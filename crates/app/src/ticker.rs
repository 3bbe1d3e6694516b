use std::time::Duration;

use services::TimerTicket;
use tokio::sync::mpsc::UnboundedSender;
use tokio::task::JoinHandle;
use tokio::time::{Instant, MissedTickBehavior};
use tracing::debug;

/// Owns the periodic task feeding one countdown.
///
/// Dropping the guard aborts the task.
#[derive(Debug)]
pub struct TickerGuard {
    ticket: TimerTicket,
    handle: JoinHandle<()>,
}

impl TickerGuard {
    /// Sends `ticket` on `ticks` once per `period`, starting one period from now.
    pub fn spawn(ticket: TimerTicket, period: Duration, ticks: UnboundedSender<TimerTicket>) -> Self {
        let handle = tokio::spawn(async move {
            let mut interval = tokio::time::interval_at(Instant::now() + period, period);
            interval.set_missed_tick_behavior(MissedTickBehavior::Delay);
            loop {
                interval.tick().await;
                if ticks.send(ticket).is_err() {
                    break;
                }
            }
        });
        debug!(epoch = ticket.epoch(), "ticker spawned");
        Self { ticket, handle }
    }

    #[must_use]
    pub fn ticket(&self) -> TimerTicket {
        self.ticket
    }
}

impl Drop for TickerGuard {
    fn drop(&mut self) {
        self.handle.abort();
        debug!(epoch = self.ticket.epoch(), "ticker stopped");
    }
}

------------------------

## TASK REQUIREMENTS
Your answer must be the lines from the one containing "impl Drop for" through the last line of the entries, copied exactly, with no other lines.

## TASK SOLUTION
impl Drop for TickerGuard {
    fn drop(&mut self) {
        self.handle.abort();
        debug!(epoch = self.ticket.epoch(), "ticker stopped");
    }
}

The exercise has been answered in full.